### Data for this exercise

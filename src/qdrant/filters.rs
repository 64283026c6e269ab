//! Qdrant filter construction for tenant-scoped search and stale-chunk deletion.

use crate::vector::SearchFilter;
use serde_json::{Value, json};

fn match_value(key: &str, value: &str) -> Value {
    json!({
        "key": key,
        "match": { "value": value }
    })
}

/// Compose the filter for a search. Each tag becomes its own `must` clause, so all tags are
/// required.
pub fn build_search_filter(filter: &SearchFilter) -> Value {
    let mut must = vec![match_value("tenant_id", &filter.tenant_id)];

    if let Some(document_id) = filter
        .document_id
        .as_deref()
        .map(str::trim)
        .filter(|value| !value.is_empty())
    {
        must.push(match_value("document_id", document_id));
    }

    for tag in filter
        .tags
        .iter()
        .map(|tag| tag.trim())
        .filter(|tag| !tag.is_empty())
    {
        must.push(match_value("tags", tag));
    }

    json!({ "must": must })
}

/// Select a document's chunks at or beyond `keep_below`.
pub fn build_stale_filter(
    tenant_id: &str,
    bucket: &str,
    document_id: &str,
    keep_below: usize,
) -> Value {
    json!({
        "must": [
            match_value("tenant_id", tenant_id),
            match_value("bucket", bucket),
            match_value("document_id", document_id),
            {
                "key": "ordinal",
                "range": { "gte": keep_below }
            }
        ]
    })
}

#[cfg(test)]
mod tests {
    use super::*;

    #[test]
    fn search_filter_always_scopes_tenant() {
        let filter = build_search_filter(&SearchFilter {
            tenant_id: "acme".into(),
            ..Default::default()
        });
        assert_eq!(
            filter,
            json!({
                "must": [
                    { "key": "tenant_id", "match": { "value": "acme" } }
                ]
            })
        );
    }

    #[test]
    fn tags_are_combined_with_and() {
        let filter = build_search_filter(&SearchFilter {
            tenant_id: "acme".into(),
            document_id: Some("doc-1".into()),
            tags: vec!["alpha".into(), " ".into(), "beta".into()],
        });
        assert_eq!(
            filter,
            json!({
                "must": [
                    { "key": "tenant_id", "match": { "value": "acme" } },
                    { "key": "document_id", "match": { "value": "doc-1" } },
                    { "key": "tags", "match": { "value": "alpha" } },
                    { "key": "tags", "match": { "value": "beta" } }
                ]
            })
        );
    }

    #[test]
    fn stale_filter_uses_ordinal_range() {
        let filter = build_stale_filter("acme", "raw", "doc-1", 3);
        assert_eq!(filter["must"][3]["range"]["gte"], 3);
        assert_eq!(filter["must"][1]["match"]["value"], "raw");
        assert_eq!(filter["must"][2]["match"]["value"], "doc-1");
    }
}
//! Helpers for normalizing caller-supplied identifiers and labels.

use std::collections::HashSet;

/// Trim an identifier, returning `None` when nothing is left.
pub fn sanitize_identifier(value: &str) -> Option<String> {
    let trimmed = value.trim();
    if trimmed.is_empty() {
        None
    } else {
        Some(trimmed.to_string())
    }
}

/// Normalize and dedupe tag values, dropping empties. First occurrence order is kept.
pub fn sanitize_tags<I, S>(values: I) -> Vec<String>
where
    I: IntoIterator<Item = S>,
    S: AsRef<str>,
{
    let mut unique = HashSet::new();
    let mut sanitized = Vec::new();

    for tag in values {
        let trimmed = tag.as_ref().trim();
        if trimmed.is_empty() {
            continue;
        }
        let lower = trimmed.to_lowercase();
        if unique.insert(lower.clone()) {
            sanitized.push(lower);
        }
    }

    sanitized
}

/// Split a comma-separated tag list, as sent in query strings.
pub fn parse_tag_list(raw: Option<&str>) -> Vec<String> {
    raw.map(|value| sanitize_tags(value.split(',')))
        .unwrap_or_default()
}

######

About this task> Repeat the material above in full. Match it exactly.

Exercise answer>
filename src/qdrant/filters.rs
repository 64283026c6e269ab
//! Qdrant filter construction for tenant-scoped search and stale-chunk deletion.

use crate::vector::SearchFilter;
use serde_json::{Value, json};

fn match_value(key: &str, value: &str) -> Value {
    json!({
        "key": key,
        "match": { "value": value }
    })
}

/// Compose the filter for a search. Each tag becomes its own `must` clause, so all tags are
/// required.
pub fn build_search_filter(filter: &SearchFilter) -> Value {
    let mut must = vec![match_value("tenant_id", &filter.tenant_id)];

    if let Some(document_id) = filter
        .document_id
        .as_deref()
        .map(str::trim)
        .filter(|value| !value.is_empty())
    {
        must.push(match_value("document_id", document_id));
    }

    for tag in filter
        .tags
        .iter()
        .map(|tag| tag.trim())
        .filter(|tag| !tag.is_empty())
    {
        must.push(match_value("tags", tag));
    }

    json!({ "must": must })
}

/// Select a document's chunks at or beyond `keep_below`.
pub fn build_stale_filter(
    tenant_id: &str,
    bucket: &str,
    document_id: &str,
    keep_below: usize,
) -> Value {
    json!({
        "must": [
            match_value("tenant_id", tenant_id),
            match_value("bucket", bucket),
            match_value("document_id", document_id),
            {
                "key": "ordinal",
                "range": { "gte": keep_below }
            }
        ]
    })
}

#[cfg(test)]
mod tests {
    use super::*;

    #[test]
    fn search_filter_always_scopes_tenant() {
        let filter = build_search_filter(&SearchFilter {
            tenant_id: "acme".into(),
            ..Default::default()
        });
        assert_eq!(
            filter,
            json!({
                "must": [
                    { "key": "tenant_id", "match": { "value": "acme" } }
                ]
            })
        );
    }

    #[test]
    fn tags_are_combined_with_and() {
        let filter = build_search_filter(&SearchFilter {
            tenant_id: "acme".into(),
            document_id: Some("doc-1".into()),
            tags: vec!["alpha".into(), " ".into(), "beta".into()],
        });
        assert_eq!(
            filter,
            json!({
                "must": [
                    { "key": "tenant_id", "match": { "value": "acme" } },
                    { "key": "document_id", "match": { "value": "doc-1" } },
                    { "key": "tags", "match": { "value": "alpha" } },
                    { "key": "tags", "match": { "value": "beta" } }
                ]
            })
        );
    }

    #[test]
    fn stale_filter_uses_ordinal_range() {
        let filter = build_stale_filter("acme", "raw", "doc-1", 3);
        assert_eq!(filter["must"][3]["range"]["gte"], 3);
        assert_eq!(filter["must"][1]["match"]["value"], "raw");
        assert_eq!(filter["must"][2]["match"]["value"], "doc-1");
    }
}
//! Helpers for normalizing caller-supplied identifiers and labels.

use std::collections::HashSet;

/// Trim an identifier, returning `None` when nothing is left.
pub fn sanitize_identifier(value: &str) -> Option<String> {
    let trimmed = value.trim();
    if trimmed.is_empty() {
        None
    } else {
        Some(trimmed.to_string())
    }
}

/// Normalize and dedupe tag values, dropping empties. First occurrence order is kept.
pub fn sanitize_tags<I, S>(values: I) -> Vec<String>
where
    I: IntoIterator<Item = S>,
    S: AsRef<str>,
{
    let mut unique = HashSet::new();
    let mut sanitized = Vec::new();

    for tag in values {
        let trimmed = tag.as_ref().trim();
        if trimmed.is_empty() {
            continue;
        }
        let lower = trimmed.to_lowercase();
        if unique.insert(lower.clone()) {
            sanitized.push(lower);
        }
    }

    sanitized
}

/// Split a comma-separated tag list, as sent in query strings.
pub fn parse_tag_list(raw: Option<&str>) -> Vec<String> {
    raw.map(|value| sanitize_tags(value.split(',')))
        .unwrap_or_default()
}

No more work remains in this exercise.